Abstract

The relevance of the study of lower respiratory tract infections in children is due to their high incidence and severity of the course. The main method of differential diagnosis is chest X-ray. However, the method is associated with radiation exposure. Currently, a promising and safe method for diagnosing lung pathology is ultrasound. The purpose — to determine the diagnostic capabilities of lung ultrasound in children with lower respiratory tract infections. Material and methods. A single-center prospective study was conducted, which included the results of observation of 52 patients aged from 1 month to 17 years with lower respiratory tract infections in the form of bronchitis, bronchiolitis and pneumonia. All children underwent chest X-ray and lung ultrasound. Ultrasonic devices Mindrey M7 (China), Logiq E9 (USA) (linear sensor 5–10 MHz) and X-ray device Gamma RenMedProm (Russia) were used. Results. Ultrasound of lungs revealed pathological changes in 38 (73.1%) patients. The bronchogram phenomenon was found most frequently (81.5%, n = 31); consolidation and interstitial syndrome were detected much less frequently — in 15.8% (n = 6) and 13.2% (n = 5) of cases. Lung ultrasound has a better informative value for detecting pleural effusion compared to chest X-ray.
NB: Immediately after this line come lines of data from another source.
// Static per-city activity catalog
// The dataset behind the destination cards: every city maps to an ordered
// list of bookable activities and at most one bundled package

use std::collections::HashMap;

use serde::{Deserialize, Serialize};
use thiserror::Error;

// The dataset shipped with the site, embedded at compile time
const BUNDLED_CATALOG_JSON: &str = include_str!("../data/catalog.json");

// Error types for catalog construction
#[derive(Error, Debug)]
pub enum CatalogError {
    #[error("Catalog JSON error: {0}")]
    Json(#[from] serde_json::Error),

    #[error("Duplicate city in catalog: {0}")]
    DuplicateCity(String),
}

// One bookable activity as authored in the catalog. The price is kept as the
// raw display string (usually peso-marked, occasionally a bare number) and
// only interpreted at render time.
#[derive(Debug, Clone, PartialEq, Serialize, Deserialize)]
pub struct Activity {
    pub title: String,
    pub image: String,
    pub rating: f64,
    pub price: String,
}

// The bundled multi-day package a city may offer
#[derive(Debug, Clone, PartialEq, Serialize, Deserialize)]
pub struct Package {
    pub title: String,
    pub details: String,
    pub price: String,
}

#[derive(Debug, Deserialize)]
struct CatalogDocument {
    cities: Vec<CityDocument>,
}

#[derive(Debug, Deserialize)]
struct CityDocument {
    name: String,
    #[serde(default)]
    activities: Vec<Activity>,
    #[serde(default)]
    package: Option<Package>,
}

#[derive(Debug, Clone)]
struct CityRecord {
    name: String,
    activities: Vec<Activity>,
    package: Option<Package>,
}

// Read-only lookup of activities and packages per city. Populated once at
// startup; lookups for unknown cities return empty results rather than
// errors. City order follows the source document.
#[derive(Debug, Clone, Default)]
pub struct CityActivityCatalog {
    cities: Vec<CityRecord>,
    index: HashMap<String, usize>,
}

impl CityActivityCatalog {
    // Parses a catalog document. City names must be unique; lookup is
    // exact-match and case-sensitive, the same way the site keys its data.
    pub fn from_json(json: &str) -> Result<Self, CatalogError> {
        let document: CatalogDocument = serde_json::from_str(json)?;

        let mut cities = Vec::with_capacity(document.cities.len());
        let mut index = HashMap::with_capacity(document.cities.len());
        for city in document.cities {
            if index.contains_key(&city.name) {
                return Err(CatalogError::DuplicateCity(city.name));
            }
            index.insert(city.name.clone(), cities.len());
            cities.push(CityRecord {
                name: city.name,
                activities: city.activities,
                package: city.package,
            });
        }

        Ok(Self { cities, index })
    }

    // The dataset embedded in the binary
    pub fn bundled() -> Result<Self, CatalogError> {
        Self::from_json(BUNDLED_CATALOG_JSON)
    }

    pub fn activities_for(&self, city: &str) -> &[Activity] {
        match self.index.get(city) {
            Some(&i) => &self.cities[i].activities,
            None => &[],
        }
    }

    pub fn package_for(&self, city: &str) -> Option<&Package> {
        let &i = self.index.get(city)?;
        self.cities[i].package.as_ref()
    }

    // City names in catalog order
    pub fn city_names(&self) -> impl Iterator<Item = &str> {
        self.cities.iter().map(|city| city.name.as_str())
    }

    pub fn contains(&self, city: &str) -> bool {
        self.index.contains_key(city)
    }

    pub fn len(&self) -> usize {
        self.cities.len()
    }

    pub fn is_empty(&self) -> bool {
        self.cities.is_empty()
    }
}
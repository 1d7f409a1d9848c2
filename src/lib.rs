// Main library file for the Lakbay Pilipinas marketing site engine

// Export modules for each concern of the page
pub mod activities;
pub mod catalog;
pub mod currency;
pub mod engine;
pub mod fragments;
pub mod page;
pub mod search;
pub mod widgets;

// Re-export key types for convenience
pub use activities::{render_records, ActivityCard, ActivityPanel, PackageCard, RenderRecord};
pub use catalog::{Activity, CatalogError, CityActivityCatalog, Package};
pub use currency::{Currency, CurrencyError, CurrencyState, ExchangeRate, PriceFormatter};
pub use engine::{SiteConfig, SiteEngine};
pub use fragments::{
    FragmentError, FragmentFetcher, FragmentLoader, FragmentSet, FragmentSlot, HttpFragmentFetcher,
};
pub use page::{MemoryPage, PageSurface, PriceNode, ScrollInfo, SectionAnchor};
pub use search::{destination_url, SearchSuggester};
pub use widgets::{
    BookingModal, HeroSlider, HeroView, InquiryForm, InquirySubmission, MapConfig, ModalPanel,
    NavTracker, NavView, RevealConfig, RevealTracker,
};
// Activity rendering
// Turns a city's catalog entry into presentation-agnostic render records and
// drives the on-page activities panel. The panel remembers which city it last
// rendered; the currency toggle uses that to re-render after a flip.

use serde::Serialize;
use tracing::debug;

use crate::catalog::CityActivityCatalog;
use crate::currency::{Currency, PriceFormatter};
use crate::page::{ports, PageSurface};

// One activity card, price already formatted for the current currency
#[derive(Debug, Clone, PartialEq, Serialize)]
pub struct ActivityCard {
    pub title: String,
    pub image: String,
    pub rating: f64,
    pub price: String,
}

// The "Best Value" package card a city may close its grid with
#[derive(Debug, Clone, PartialEq, Serialize)]
pub struct PackageCard {
    pub title: String,
    pub details: String,
    pub price: String,
}

// A displayable card. The package variant is the one visually distinguished
// card and always comes last.
#[derive(Debug, Clone, PartialEq, Serialize)]
#[serde(tag = "kind", rename_all = "snake_case")]
pub enum RenderRecord {
    Activity(ActivityCard),
    Package(PackageCard),
}

impl RenderRecord {
    pub fn featured(&self) -> bool {
        matches!(self, RenderRecord::Package(_))
    }

    pub fn title(&self) -> &str {
        match self {
            RenderRecord::Activity(card) => &card.title,
            RenderRecord::Package(card) => &card.title,
        }
    }

    pub fn price(&self) -> &str {
        match self {
            RenderRecord::Activity(card) => &card.price,
            RenderRecord::Package(card) => &card.price,
        }
    }
}

// Builds the render records for a city: one per activity in catalog order,
// then the package record last if the city has one. Unknown cities come back
// empty. Pure function of its inputs.
pub fn render_records(
    catalog: &CityActivityCatalog,
    city: &str,
    currency: Currency,
    formatter: &PriceFormatter,
) -> Vec<RenderRecord> {
    let activities = catalog.activities_for(city);
    let mut records = Vec::with_capacity(activities.len() + 1);

    for activity in activities {
        records.push(RenderRecord::Activity(ActivityCard {
            title: activity.title.clone(),
            image: activity.image.clone(),
            rating: activity.rating,
            price: formatter.format(&activity.price, currency),
        }));
    }

    if let Some(package) = catalog.package_for(city) {
        records.push(RenderRecord::Package(PackageCard {
            title: package.title.clone(),
            details: package.details.clone(),
            price: formatter.format(&package.price, currency),
        }));
    }

    records
}

// The activities panel below the destination cards. Holds the one piece of
// state the currency toggle depends on: the city last rendered.
#[derive(Debug, Default)]
pub struct ActivityPanel {
    rendered_city: Option<String>,
}

impl ActivityPanel {
    // The city currently backing the panel's content. Survives close(); only
    // a later render overwrites it.
    pub fn rendered_city(&self) -> Option<&str> {
        self.rendered_city.as_deref()
    }

    // Renders a city into the panel: sets the title, replaces the grid
    // content wholesale, shows the surface, and brings it into view. A city
    // missing from the catalog is a no-op, with no partial render.
    pub fn render(
        &mut self,
        city: &str,
        catalog: &CityActivityCatalog,
        currency: Currency,
        formatter: &PriceFormatter,
        page: &mut impl PageSurface,
    ) {
        if !catalog.contains(city) {
            debug!("ignoring render for unknown city '{}'", city);
            return;
        }

        let records = render_records(catalog, city, currency, formatter);
        debug!("rendering {} cards for {}", records.len(), city);

        page.set_text(ports::SELECTED_CITY_NAME, &format!("Activities in {}", city));
        page.render_activities(&records);
        self.rendered_city = Some(city.to_string());

        page.set_visible(ports::ACTIVITIES_DISPLAY, true);
        page.scroll_to(ports::ACTIVITIES_DISPLAY);
    }

    // Hides the surface without clearing its content. The stale content and
    // the rendered-city indicator both stay until the next render.
    pub fn close(&self, page: &mut impl PageSurface) {
        page.set_visible(ports::ACTIVITIES_DISPLAY, false);
    }
}

#[cfg(test)]
mod tests {
    use super::*;
    use crate::catalog::CityActivityCatalog;
    use crate::currency::ExchangeRate;
    use crate::page::MemoryPage;

    const CEBU_FIXTURE: &str = r#"{
        "cities": [
            {
                "name": "Cebu",
                "activities": [
                    {
                        "title": "Kawasan Falls Canyoneering",
                        "image": "images/cebu-kawasan.jpg",
                        "rating": 4.9,
                        "price": "₱1,500"
                    },
                    {
                        "title": "Oslob Whale Shark Watching",
                        "image": "images/cebu-oslob.jpg",
                        "rating": 4.6,
                        "price": "₱1,000"
                    }
                ],
                "package": {
                    "title": "3D2N South Cebu Adventure",
                    "details": "Canyoneering and whale sharks with transfers.",
                    "price": "₱9,800"
                }
            }
        ]
    }"#;

    fn fixture() -> (CityActivityCatalog, PriceFormatter) {
        let catalog = CityActivityCatalog::from_json(CEBU_FIXTURE).unwrap();
        let formatter = PriceFormatter::new(ExchangeRate::default());
        (catalog, formatter)
    }

    #[test]
    fn test_two_activities_and_a_package_make_three_records() {
        let (catalog, formatter) = fixture();
        let records = render_records(&catalog, "Cebu", Currency::Php, &formatter);

        assert_eq!(records.len(), 3);
        assert!(!records[0].featured());
        assert!(!records[1].featured());
        assert!(records[2].featured());
        assert_eq!(records[2].title(), "3D2N South Cebu Adventure");
    }

    #[test]
    fn test_records_follow_catalog_order() {
        let (catalog, formatter) = fixture();
        let records = render_records(&catalog, "Cebu", Currency::Php, &formatter);

        assert_eq!(records[0].title(), "Kawasan Falls Canyoneering");
        assert_eq!(records[1].title(), "Oslob Whale Shark Watching");
    }

    #[test]
    fn test_prices_formatted_for_requested_currency() {
        let (catalog, formatter) = fixture();

        // Peso-marked catalog prices pass through untouched in Php
        let php = render_records(&catalog, "Cebu", Currency::Php, &formatter);
        assert_eq!(php[0].price(), "₱1,500");
        assert_eq!(php[2].price(), "₱9,800");

        let usd = render_records(&catalog, "Cebu", Currency::Usd, &formatter);
        assert_eq!(usd[0].price(), "US$ 25.32");
        assert_eq!(usd[1].price(), "US$ 16.88");
        assert_eq!(usd[2].price(), "US$ 165.40");
    }

    #[test]
    fn test_unknown_city_yields_no_records() {
        let (catalog, formatter) = fixture();
        assert!(render_records(&catalog, "Atlantis", Currency::Php, &formatter).is_empty());
    }

    #[test]
    fn test_render_populates_panel_and_scrolls() {
        let (catalog, formatter) = fixture();
        let mut panel = ActivityPanel::default();
        let mut page = MemoryPage::standard();

        panel.render("Cebu", &catalog, Currency::Php, &formatter, &mut page);

        assert_eq!(
            page.text(ports::SELECTED_CITY_NAME),
            Some("Activities in Cebu")
        );
        assert_eq!(page.records().len(), 3);
        assert!(page.is_visible(ports::ACTIVITIES_DISPLAY));
        assert_eq!(page.scrolled_to(), &[ports::ACTIVITIES_DISPLAY.to_string()]);
        assert_eq!(panel.rendered_city(), Some("Cebu"));
    }

    #[test]
    fn test_unknown_city_render_is_a_complete_noop() {
        let (catalog, formatter) = fixture();
        let mut panel = ActivityPanel::default();
        let mut page = MemoryPage::standard();

        panel.render("Atlantis", &catalog, Currency::Php, &formatter, &mut page);

        assert!(page.text(ports::SELECTED_CITY_NAME).is_none());
        assert!(page.records().is_empty());
        assert!(!page.is_visible(ports::ACTIVITIES_DISPLAY));
        assert!(page.scrolled_to().is_empty());
        assert!(panel.rendered_city().is_none());
    }

    #[test]
    fn test_close_keeps_content_and_indicator() {
        let (catalog, formatter) = fixture();
        let mut panel = ActivityPanel::default();
        let mut page = MemoryPage::standard();

        panel.render("Cebu", &catalog, Currency::Php, &formatter, &mut page);
        panel.close(&mut page);

        // Hidden, but the stale content and indicator survive
        assert!(!page.is_visible(ports::ACTIVITIES_DISPLAY));
        assert_eq!(page.records().len(), 3);
        assert_eq!(panel.rendered_city(), Some("Cebu"));
    }

    #[test]
    fn test_rerender_replaces_content_wholesale() {
        let (catalog, formatter) = fixture();
        let mut panel = ActivityPanel::default();
        let mut page = MemoryPage::standard();

        panel.render("Cebu", &catalog, Currency::Php, &formatter, &mut page);
        panel.render("Cebu", &catalog, Currency::Usd, &formatter, &mut page);

        // Still three records, now in dollars; nothing accumulated
        assert_eq!(page.records().len(), 3);
        assert_eq!(page.records()[0].price(), "US$ 25.32");
    }
}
Effusion was present in 31.6% of patients (n = 12) by ultrasound, while by chest X-ray only in 2.9% (n = 1). Ultrasound is the most informative for assessing segments1, 2, 9, as well as subpleural sections; it is the least informative for basal departments. The sensitivity of ultrasound was 89.3%, the specificity was 63.6%. Conclusion. The advantage of ultrasound in comparison with chest X-ray is the good accessibility of the location of segments 1, 2, 9, subpleural sections, the detection of pleural effusion (from 1 mm), as well as the absence of radiation exposure, the possibility of conducting a study at the patient’s bed, and of monitoring. In order to reduce radiation exposure, it is advisable to perform a screening ultrasound of the lungs in all patients with lower respiratory tract infections, followed by a decision on the need for chest X-ray.